Out-of-production since 1965,
KC-135 "Stratotankers" comprise the bulk of the USAF's In-Air Refueling capability (approx 545 aircraft of a current fleet total of approximately 600 In-Air Refuelers, the also long-out-of-production
KC-10 "Extender" accounting for 59 aircraft, the last of which entered the Airforce inventory over 15 years ago). The planned replacement of these planes is now nearly a decade postponed.
Quote:"The Boeing Company's model 367-80 was the basic design for the commercial 707 passenger plane as well as the KC-135A Stratotanker. In 1954 the Air Force purchased the first 29 of its future 732-plane fleet. The first aircraft flew in August 1956 and the initial production Stratotanker was delivered to Castle Air Force Base, Calif., in June 1957. The last KC-135 was delivered to the Air Force in 1965.
Most of the crewmen assigned to the KC-135 fleet are far younger than they plane in which they fly. While constant modernization and upgrading of the fleet has extended its service life beyond even the most optimistic expectations when the plane's design was approved and committed to production half a century ago, time has caught up to the old beast. Metal fatigue is beginning to show up in key structural components, some of which simply are not replaceable short of the prohibitively ridiculous, patently impracticable extreme of remanufacturing the entire aircraft, an undertaking which would cost far more than replacing the fleet with the currently proposed 767s.
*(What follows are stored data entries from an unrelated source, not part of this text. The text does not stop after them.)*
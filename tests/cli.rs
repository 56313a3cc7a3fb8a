//! Binary-level tests: the CLI writes `out.s`, exits non-zero on any
//! fatal error, and prints a single `[ERROR]` diagnostic on stdout.

use std::fs;

use assert_cmd::Command;
use predicates::prelude::*;

#[test]
fn compiles_to_default_output_path() {
    let dir = tempfile::tempdir().unwrap();
    fs::write(dir.path().join("program.c"), "void main() { print(42); }").unwrap();

    Command::cargo_bin("toyccomp")
        .unwrap()
        .current_dir(dir.path())
        .arg("program.c")
        .assert()
        .success()
        .stdout(predicate::str::is_empty());

    let assembly = fs::read_to_string(dir.path().join("out.s")).unwrap();
    assert!(assembly.contains("global main"));
    assert!(assembly.contains("extern print"));
}

#[test]
fn explicit_output_path() {
    let dir = tempfile::tempdir().unwrap();
    let source = dir.path().join("program.c");
    let output = dir.path().join("program.s");
    fs::write(&source, "void main() { }").unwrap();

    Command::cargo_bin("toyccomp")
        .unwrap()
        .arg(&source)
        .arg("-o")
        .arg(&output)
        .assert()
        .success();

    assert!(output.exists());
}

#[test]
fn compile_error_reports_and_exits_nonzero() {
    let dir = tempfile::tempdir().unwrap();
    let source = dir.path().join("broken.c");
    fs::write(&source, "void main() { y = 1; }").unwrap();

    Command::cargo_bin("toyccomp")
        .unwrap()
        .current_dir(dir.path())
        .arg(&source)
        .assert()
        .failure()
        .code(1)
        .stdout(predicate::str::contains("[ERROR][EXPR]"));

    assert!(!dir.path().join("out.s").exists());
}

#[test]
fn missing_input_file() {
    Command::cargo_bin("toyccomp")
        .unwrap()
        .arg("does-not-exist.c")
        .assert()
        .failure()
        .code(1)
        .stdout(predicate::str::contains("[ERROR][SCANNER]"));
}

#[test]
fn lex_error_carries_line_number() {
    let dir = tempfile::tempdir().unwrap();
    let source = dir.path().join("broken.c");
    fs::write(&source, "void main() {\n  a ~ b;\n}").unwrap();

    Command::cargo_bin("toyccomp")
        .unwrap()
        .arg(&source)
        .assert()
        .failure()
        .stdout(predicate::str::contains("[ERROR][SCANNER] line 2"));
}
What the Airforce needs, and needs urgently, is a contemporary replacement for the sturdy antiques (which, if they were automobiles, would qualify for Classic Car Collector license plates in every State in the Union), not political wrangling and porkbarrel stuffing.
This is not to say "Cost be damned", but I'm quite peeved that the lives of our military personnel, and the overall mission-readiness of our military, is being held hostage to partisan carping and self-serving grandstanding by politicos who care more about votes and snappy soundbites than the security and wellbeing of The United States.